Records supplied below:
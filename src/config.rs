//! Rule and global configuration model, plus the rule file load/save layer.

use serde::{Deserialize, Serialize};
use std::collections::HashSet;
use std::fmt;
use std::fs;
use std::path::{Path, PathBuf};

use crate::engine::matcher::compile_patterns;
use crate::error::{ConfigError, Result};

/// Disposition applied to a matched entry.
#[derive(Debug, Clone, Copy, PartialEq, Eq, Hash, Default, Serialize, Deserialize)]
#[serde(rename_all = "lowercase")]
pub enum Action {
    /// Reversible move into the quarantine root.
    #[default]
    Quarantine,
    /// Hand the entry to the OS trash.
    Recycle,
    /// Permanent removal.
    Delete,
}

impl fmt::Display for Action {
    fn fmt(&self, f: &mut fmt::Formatter<'_>) -> fmt::Result {
        let s = match self {
            Action::Quarantine => "quarantine",
            Action::Recycle => "recycle",
            Action::Delete => "delete",
        };
        f.write_str(s)
    }
}

/// A named scan/action rule.
#[derive(Debug, Clone, PartialEq, Serialize, Deserialize)]
pub struct Rule {
    /// Unique key of the rule
    pub name: String,
    /// Root directory the rule walks
    pub path: PathBuf,
    /// Glob patterns matched against paths relative to `path`
    #[serde(default = "default_patterns")]
    pub patterns: Vec<String>,
    /// Minimum age in days (by modification time)
    #[serde(default)]
    pub min_age_days: u64,
    /// Disposition for matched entries
    #[serde(default)]
    pub action: Action,
    /// Remove directories left empty under the root after cleaning
    #[serde(default = "default_true")]
    pub remove_empty_dirs: bool,
    #[serde(default = "default_true")]
    pub enabled: bool,
}

fn default_patterns() -> Vec<String> {
    vec!["*".to_string()]
}

fn default_true() -> bool {
    true
}

impl Rule {
    /// Create a rule with default patterns, age and action.
    pub fn new(name: impl Into<String>, path: impl Into<PathBuf>) -> Self {
        Self {
            name: name.into(),
            path: path.into(),
            patterns: default_patterns(),
            min_age_days: 0,
            action: Action::default(),
            remove_empty_dirs: true,
            enabled: true,
        }
    }

    pub fn with_patterns<S: Into<String>>(mut self, patterns: impl IntoIterator<Item = S>) -> Self {
        self.patterns = patterns.into_iter().map(Into::into).collect();
        self
    }

    pub fn with_min_age_days(mut self, days: u64) -> Self {
        self.min_age_days = days;
        self
    }

    pub fn with_action(mut self, action: Action) -> Self {
        self.action = action;
        self
    }

    pub fn with_remove_empty_dirs(mut self, enabled: bool) -> Self {
        self.remove_empty_dirs = enabled;
        self
    }

    pub fn with_enabled(mut self, enabled: bool) -> Self {
        self.enabled = enabled;
        self
    }

    /// Root path with a leading `~` expanded to the home directory.
    pub fn root(&self) -> PathBuf {
        expand_home(&self.path)
    }

    fn validate(&self) -> std::result::Result<(), String> {
        if self.name.trim().is_empty() {
            return Err("name must not be empty".to_string());
        }
        if self.path.as_os_str().is_empty() {
            return Err("path must not be empty".to_string());
        }
        if self.patterns.is_empty() {
            return Err("at least one pattern is required".to_string());
        }
        compile_patterns(&self.patterns).map_err(|e| format!("bad pattern: {}", e))?;
        Ok(())
    }
}

/// Engine-wide switches and safety caps.
#[derive(Debug, Clone, PartialEq, Serialize, Deserialize)]
#[serde(default)]
pub struct GlobalConfig {
    /// Simulate only; never touch the filesystem
    pub dry_run: bool,
    /// Allow quarantine moves
    pub quarantine_enabled: bool,
    /// Traverse and match symlinked entries
    pub follow_symlinks: bool,
    /// Maximum dispositions per rule and run
    pub max_delete_per_rule: usize,
    /// Maximum dispositions per run
    pub max_total_delete: usize,
    /// Log files older than this are removed at startup
    pub log_age_off_days: u32,
    /// Force every disposition to Recycle
    pub hard_recycle_only: bool,
    /// Staging directory for quarantined entries
    #[serde(skip_serializing_if = "Option::is_none")]
    pub quarantine_root: Option<PathBuf>,
    /// Directory for the log file (none = stderr only)
    #[serde(skip_serializing_if = "Option::is_none")]
    pub log_dir: Option<PathBuf>,
    /// Upper bound on outcomes kept in a report
    pub max_report_outcomes: usize,
}

impl Default for GlobalConfig {
    fn default() -> Self {
        Self {
            dry_run: true,
            quarantine_enabled: true,
            follow_symlinks: false,
            max_delete_per_rule: 50_000,
            max_total_delete: 200_000,
            log_age_off_days: 30,
            hard_recycle_only: false,
            quarantine_root: None,
            log_dir: None,
            max_report_outcomes: 10_000,
        }
    }
}

impl GlobalConfig {
    /// Effective quarantine root.
    pub fn quarantine_root(&self) -> PathBuf {
        match &self.quarantine_root {
            Some(root) => expand_home(root),
            None => dirs::home_dir()
                .map(|h| h.join(".reclaim_quarantine"))
                .unwrap_or_else(|| std::env::temp_dir().join("reclaim_quarantine")),
        }
    }

    fn validate(&self) -> std::result::Result<(), ConfigError> {
        if self.max_delete_per_rule == 0 {
            return Err(ConfigError::Invalid(
                "max_delete_per_rule must be positive".into(),
            ));
        }
        if self.max_total_delete == 0 {
            return Err(ConfigError::Invalid(
                "max_total_delete must be positive".into(),
            ));
        }
        Ok(())
    }
}

/// A rule that failed validation and was dropped from the set.
#[derive(Debug, Clone, PartialEq, Eq, Serialize)]
pub struct RuleIssue {
    pub rule: String,
    pub reason: String,
}

impl fmt::Display for RuleIssue {
    fn fmt(&self, f: &mut fmt::Formatter<'_>) -> fmt::Result {
        write!(f, "rule '{}': {}", self.rule, self.reason)
    }
}

/// The persisted document: global config plus ordered rules.
#[derive(Debug, Clone, Default, PartialEq, Serialize, Deserialize)]
pub struct RuleSet {
    #[serde(default)]
    pub config: GlobalConfig,
    #[serde(default)]
    pub rules: Vec<Rule>,
}

/// Result of loading a rule file: the valid rules and what was rejected.
#[derive(Debug, Clone)]
pub struct LoadedRules {
    pub rule_set: RuleSet,
    pub issues: Vec<RuleIssue>,
}

#[derive(Deserialize)]
struct RawDocument {
    #[serde(default)]
    config: Option<serde_json::Value>,
    #[serde(default)]
    rules: Vec<serde_json::Value>,
}

impl RuleSet {
    pub fn new(config: GlobalConfig, rules: Vec<Rule>) -> Self {
        Self { config, rules }
    }

    /// Built-in rule set used when no rule file exists.
    pub fn with_defaults() -> Self {
        Self::new(GlobalConfig::default(), default_rules())
    }

    /// Default rule file location.
    pub fn default_path() -> PathBuf {
        dirs::config_dir()
            .unwrap_or_else(|| PathBuf::from("."))
            .join("reclaim")
            .join("rules.json")
    }

    /// Load from `path` (or the default location). A missing file yields the
    /// built-in defaults.
    pub fn load(path: Option<&Path>) -> Result<LoadedRules> {
        let path = path.map(Path::to_path_buf).unwrap_or_else(Self::default_path);

        if !path.exists() {
            tracing::debug!(path = %path.display(), "Rule file not found, using defaults");
            return Ok(LoadedRules {
                rule_set: Self::with_defaults(),
                issues: Vec::new(),
            });
        }

        let content = fs::read_to_string(&path).map_err(|e| ConfigError::Read {
            path: path.clone(),
            source: e,
        })?;

        if is_toml(&path) {
            Self::from_toml_str(&content, &path)
        } else {
            Self::from_json_str(&content, &path)
        }
    }

    pub fn from_json_str(content: &str, origin: &Path) -> Result<LoadedRules> {
        let doc: RawDocument =
            serde_json::from_str(content).map_err(|e| ConfigError::ParseJson {
                path: origin.to_path_buf(),
                source: e,
            })?;
        Self::from_document(doc)
    }

    pub fn from_toml_str(content: &str, origin: &Path) -> Result<LoadedRules> {
        let table: toml::Table = toml::from_str(content).map_err(|e| ConfigError::ParseToml {
            path: origin.to_path_buf(),
            source: e,
        })?;
        let value = serde_json::to_value(table)
            .map_err(|e| ConfigError::Invalid(format!("unrepresentable TOML: {}", e)))?;
        let doc: RawDocument = serde_json::from_value(value)
            .map_err(|e| ConfigError::Invalid(format!("bad document shape: {}", e)))?;
        Self::from_document(doc)
    }

    fn from_document(doc: RawDocument) -> Result<LoadedRules> {
        let config = match doc.config {
            Some(value) => serde_json::from_value::<GlobalConfig>(value)
                .map_err(|e| ConfigError::Invalid(format!("config section: {}", e)))?,
            None => GlobalConfig::default(),
        };
        config.validate()?;

        let mut rules = Vec::new();
        let mut issues = Vec::new();
        let mut seen = HashSet::new();

        for (idx, value) in doc.rules.into_iter().enumerate() {
            let label = value
                .get("name")
                .and_then(|n| n.as_str())
                .map(str::to_string)
                .unwrap_or_else(|| format!("rules[{}]", idx));

            let rule: Rule = match serde_json::from_value(value) {
                Ok(rule) => rule,
                Err(e) => {
                    issues.push(RuleIssue {
                        rule: label,
                        reason: e.to_string(),
                    });
                    continue;
                }
            };

            if let Err(reason) = rule.validate() {
                issues.push(RuleIssue { rule: label, reason });
                continue;
            }

            if !seen.insert(rule.name.clone()) {
                issues.push(RuleIssue {
                    rule: label,
                    reason: "duplicate rule name".to_string(),
                });
                continue;
            }

            rules.push(rule);
        }

        for issue in &issues {
            tracing::warn!("Skipping {}", issue);
        }

        Ok(LoadedRules {
            rule_set: Self::new(config, rules),
            issues,
        })
    }

    /// Write the rule set, choosing the format from the file extension.
    pub fn save(&self, path: &Path) -> Result<()> {
        let content = if is_toml(path) {
            toml::to_string_pretty(self).map_err(|e| ConfigError::Serialize(e.to_string()))?
        } else {
            serde_json::to_string_pretty(self)
                .map_err(|e| ConfigError::Serialize(e.to_string()))?
        };

        if let Some(parent) = path.parent() {
            if !parent.as_os_str().is_empty() {
                fs::create_dir_all(parent).map_err(|e| ConfigError::Write {
                    path: parent.to_path_buf(),
                    source: e,
                })?;
            }
        }

        fs::write(path, content).map_err(|e| ConfigError::Write {
            path: path.to_path_buf(),
            source: e,
        })?;
        Ok(())
    }

    /// Look up a rule by name.
    pub fn get(&self, name: &str) -> Option<&Rule> {
        self.rules.iter().find(|r| r.name == name)
    }
}

/// Rules shipped with the tool: stale temp files and Python bytecode caches.
pub fn default_rules() -> Vec<Rule> {
    let mut rules = vec![Rule::new("System TEMP", std::env::temp_dir()).with_min_age_days(1)];
    if let Some(home) = dirs::home_dir() {
        rules.push(
            Rule::new("Python __pycache__", home).with_patterns(["**/__pycache__/*"]),
        );
    }
    rules
}

fn is_toml(path: &Path) -> bool {
    path.extension()
        .map(|ext| ext.eq_ignore_ascii_case("toml"))
        .unwrap_or(false)
}

/// Expand a leading `~` to the home directory.
pub fn expand_home(path: &Path) -> PathBuf {
    let mut components = path.components();
    match components.next() {
        Some(std::path::Component::Normal(first)) if first == "~" => match dirs::home_dir() {
            Some(home) => home.join(components.as_path()),
            None => path.to_path_buf(),
        },
        _ => path.to_path_buf(),
    }
}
End of Records supplied.
_Required work_
From the listing, tally every line with the word "PathBuf" in it and give only the tally.

_Answer to this task_
10